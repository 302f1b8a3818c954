//! Collision events produced by a move

use super::response::CollisionResponse;
use crate::foundation::math::{CollisionNormal, Rect, Vec2};
use crate::sprite::SpriteId;

/// One resolved contact
#[derive(Debug, Clone, PartialEq)]
pub struct CollisionEvent {
    /// The sprite being moved
    pub sprite: SpriteId,
    /// The sprite it touched
    pub other: SpriteId,
    /// Response applied to this contact
    pub response: CollisionResponse,
    /// The sprites already overlapped when the move started
    pub overlaps: bool,
    /// How far through the requested move the contact happened, in `[0, 1]`
    pub ti: f32,
    /// Touch position minus start position
    ///
    /// Zero for an `Overlap` contact that already overlapped, and for any
    /// contact of a zero-displacement check: no push-out is applied to those.
    pub movement: Vec2,
    /// Contact normal pointing away from `other`
    pub normal: CollisionNormal,
    /// Sprite position when the contact began, or the pass start for a
    /// contact that applies no push-out
    pub touch: Vec2,
    /// Bounds of the moving sprite at the touch position
    pub sprite_rect: Rect,
    /// Bounds of the other sprite
    pub other_rect: Rect,
}

/// Result of `check_collisions` / `move_with_collisions`
#[derive(Debug, Clone, PartialEq)]
pub struct MoveOutcome {
    /// Where the sprite ends up
    pub actual: Vec2,
    /// Contacts ordered by `ti`, ties by `other`
    pub events: Vec<CollisionEvent>,
}

impl MoveOutcome {
    /// A move that reached its goal without touching anything
    pub fn unobstructed(goal: Vec2) -> Self {
        Self {
            actual: goal,
            events: Vec::new(),
        }
    }

    /// Whether any contact was reported
    pub fn collided(&self) -> bool {
        !self.events.is_empty()
    }

    /// Whether the sprite touched `other` during the move
    pub fn touched(&self, other: SpriteId) -> bool {
        self.events.iter().any(|event| event.other == other)
    }
}
//! Dirty region accumulation

use crate::foundation::math::Rect;

/// Regions of the display that need redrawing
///
/// Rects are clipped to the display. Empty rects and rects already covered by
/// an entry are dropped. Once more than `capacity` rects are pending, the list
/// collapses into their bounding union.
#[derive(Debug, Clone)]
pub struct DirtyRectTracker {
    rects: Vec<Rect>,
    capacity: usize,
    display: Rect,
    always_redraw: bool,
}

impl DirtyRectTracker {
    /// Create an empty tracker
    pub fn new(capacity: usize, display: Rect) -> Self {
        Self {
            rects: Vec::with_capacity(capacity.max(1)),
            capacity: capacity.max(1),
            display,
            always_redraw: false,
        }
    }

    /// Record a region
    pub fn add(&mut self, rect: Rect) {
        let clipped = rect.intersection(&self.display);
        if clipped.is_empty() || self.rects.iter().any(|r| r.contains_rect(&clipped)) {
            return;
        }

        self.rects.retain(|r| !clipped.contains_rect(r));
        self.rects.push(clipped);

        if self.rects.len() > self.capacity {
            let merged = self.rects.iter().skip(1).fold(self.rects[0], |acc, r| acc.bounding(r));
            log::trace!("Dirty rect list over capacity {}, collapsed to {merged:?}", self.capacity);
            self.rects.clear();
            self.rects.push(merged);
        }
    }

    /// Mark the whole display dirty
    pub fn invalidate_all(&mut self) {
        self.rects.clear();
        self.rects.push(self.display);
    }

    /// Take the pending regions, leaving the tracker empty
    pub fn drain(&mut self) -> Vec<Rect> {
        if self.always_redraw {
            self.rects.clear();
            return vec![self.display];
        }
        std::mem::take(&mut self.rects)
    }

    /// Pending regions
    pub fn rects(&self) -> &[Rect] {
        &self.rects
    }

    /// Whether nothing is pending
    pub fn is_empty(&self) -> bool {
        self.rects.is_empty() && !self.always_redraw
    }

    /// Display area rects are clipped to
    pub fn display_bounds(&self) -> Rect {
        self.display
    }

    /// Change the display area; everything pending is replaced by the new display
    pub fn set_display_bounds(&mut self, display: Rect) {
        self.display = display;
        self.invalidate_all();
    }

    /// Whether `drain` always yields the full display
    pub fn always_redraw(&self) -> bool {
        self.always_redraw
    }

    /// Enable or disable full-display redraw on every drain
    pub fn set_always_redraw(&mut self, enabled: bool) {
        self.always_redraw = enabled;
    }
}
//! Fault recovery state machines.
//!
//! Invoked by the transfer loop when a device call reports a fault code.
//! Both paths end with the device re-primed (or resumed) and signal "retry
//! the same request" to the caller - the failed chunk's position is never
//! advanced. A status-query failure during recovery is fatal: the device
//! state can no longer be trusted.

use std::thread;
use std::time::Duration;

use crate::config::Direction;
use crate::device::{PcmDevice, PcmState, ResumeOutcome};
use crate::error::StreamError;
use crate::session::SessionOptions;

/// What an xrun recovery pass found and fixed.
#[derive(Debug, Clone, Copy, PartialEq, Eq)]
pub(crate) enum XrunRecovery {
    /// A genuine underrun/overrun was cleared.
    Xrun {
        /// Time since the fault trigger, when the device reported it.
        elapsed: Option<Duration>,
    },
    /// A capture attempt found the device draining (stream format change)
    /// and re-primed it.
    CaptureRebound,
}

/// Names the fault for the current direction.
pub(crate) fn fault_name(direction: Direction) -> &'static str {
    match direction {
        Direction::Playback => "underrun",
        Direction::Capture => "overrun",
    }
}

/// Clears an underrun/overrun (or a draining capture device).
///
/// Mirrors the classic recovery sequence: query status (failure here is
/// fatal), escalate when fatal-errors mode is set, log how long the fault
/// lasted, optionally dump the full status, then re-prime the device so
/// data is accepted again. Any state outside the two recoverable cases is
/// fatal.
pub(crate) fn recover_xrun<D: PcmDevice>(
    device: &mut D,
    direction: Direction,
    opts: &SessionOptions,
) -> Result<XrunRecovery, StreamError> {
    let status = device.status()?;

    match status.state {
        PcmState::Xrun => {
            if opts.fatal_errors {
                return Err(StreamError::FatalFault {
                    fault: fault_name(direction),
                });
            }
            let elapsed_ms = status
                .trigger_elapsed
                .map(|d| d.as_secs_f64() * 1000.0)
                .unwrap_or(0.0);
            tracing::warn!(
                elapsed_ms = %format_args!("{:.3}", elapsed_ms),
                "{}!!!",
                fault_name(direction)
            );
            if opts.verbose > 0 {
                tracing::debug!(?status, "status after xrun");
            }
            device.prepare()?;
            Ok(XrunRecovery::Xrun {
                elapsed: status.trigger_elapsed,
            })
        }
        PcmState::Draining if direction == Direction::Capture => {
            if opts.verbose > 0 {
                tracing::debug!(?status, "status while draining");
            }
            tracing::warn!("capture stream format change? attempting recover");
            device.prepare()?;
            Ok(XrunRecovery::CaptureRebound)
        }
        other => Err(StreamError::BadState { state: other.name() }),
    }
}

/// Rides out a device suspend.
///
/// Blocks - intentionally, and possibly for a long time - retrying resume
/// once per second while the device still reports the suspend flag. A
/// definitive resume failure falls back to re-priming. Returns whether the
/// fallback was taken.
pub(crate) fn recover_suspend<D: PcmDevice>(
    device: &mut D,
    quiet: bool,
) -> Result<bool, StreamError> {
    if !quiet {
        tracing::warn!("device suspended, trying resume");
    }
    loop {
        match device.resume() {
            ResumeOutcome::Resumed => {
                if !quiet {
                    tracing::info!("resume done");
                }
                return Ok(false);
            }
            ResumeOutcome::Retry => thread::sleep(Duration::from_secs(1)),
            ResumeOutcome::Failed => break,
        }
    }
    if !quiet {
        tracing::warn!("resume failed, restarting stream");
    }
    device.prepare()?;
    Ok(true)
}

#[cfg(test)]
mod tests {
    use super::*;
    use crate::config::StreamConfig;
    use crate::device::mock::{IoStep, MockDevice};

    fn xrun_device() -> MockDevice {
        let config = StreamConfig::default();
        let mut device = MockDevice::new(&config);
        device.push_step(IoStep::Xrun);
        let mut buf = [0u8; 8];
        // drive the device into the xrun state
        let _ = device.readi(&mut buf, 8);
        device
    }

    #[test]
    fn test_xrun_reprimes_device() {
        let mut device = xrun_device();
        let opts = SessionOptions::default();
        let outcome = recover_xrun(&mut device, Direction::Playback, &opts).unwrap();
        assert!(matches!(outcome, XrunRecovery::Xrun { elapsed: Some(_) }));
        assert_eq!(device.prepare_count(), 1);
        assert_eq!(device.state(), PcmState::Prepared);
    }

    #[test]
    fn test_xrun_fatal_errors_mode_escalates() {
        let mut device = xrun_device();
        let opts = SessionOptions {
            fatal_errors: true,
            ..SessionOptions::default()
        };
        let err = recover_xrun(&mut device, Direction::Playback, &opts).unwrap_err();
        assert!(matches!(
            err,
            StreamError::FatalFault { fault: "underrun" }
        ));
        assert_eq!(device.prepare_count(), 0);
    }

    #[test]
    fn test_overrun_named_for_capture() {
        assert_eq!(fault_name(Direction::Capture), "overrun");
        assert_eq!(fault_name(Direction::Playback), "underrun");
    }

    #[test]
    fn test_unexpected_state_is_fatal() {
        let config = StreamConfig::default();
        let mut device = MockDevice::new(&config);
        // device is happily prepared - recovery was called for no reason
        let err = recover_xrun(&mut device, Direction::Playback, &SessionOptions::default())
            .unwrap_err();
        assert!(matches!(err, StreamError::BadState { .. }));
    }

    #[test]
    fn test_suspend_resume_success() {
        let config = StreamConfig::default();
        let mut device = MockDevice::new(&config);
        let reprimed = recover_suspend(&mut device, true).unwrap();
        assert!(!reprimed);
        assert_eq!(device.prepare_count(), 0);
    }

    #[test]
    fn test_suspend_resume_failure_reprimes() {
        let config = StreamConfig::default();
        let mut device = MockDevice::new(&config);
        device.push_resume(ResumeOutcome::Failed);
        let reprimed = recover_suspend(&mut device, true).unwrap();
        assert!(reprimed);
        assert_eq!(device.prepare_count(), 1);
    }
}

EXERCISE:
Look through the material above and print exactly the lines from the one containing "self.always_redraw = enabled;" to the one containing "position is never", both included, and nothing more.

ANSWER TO THE EXERCISE:
        self.always_redraw = enabled;
    }
}
//! Fault recovery state machines.
//!
//! Invoked by the transfer loop when a device call reports a fault code.
//! Both paths end with the device re-primed (or resumed) and signal "retry
//! the same request" to the caller - the failed chunk's position is never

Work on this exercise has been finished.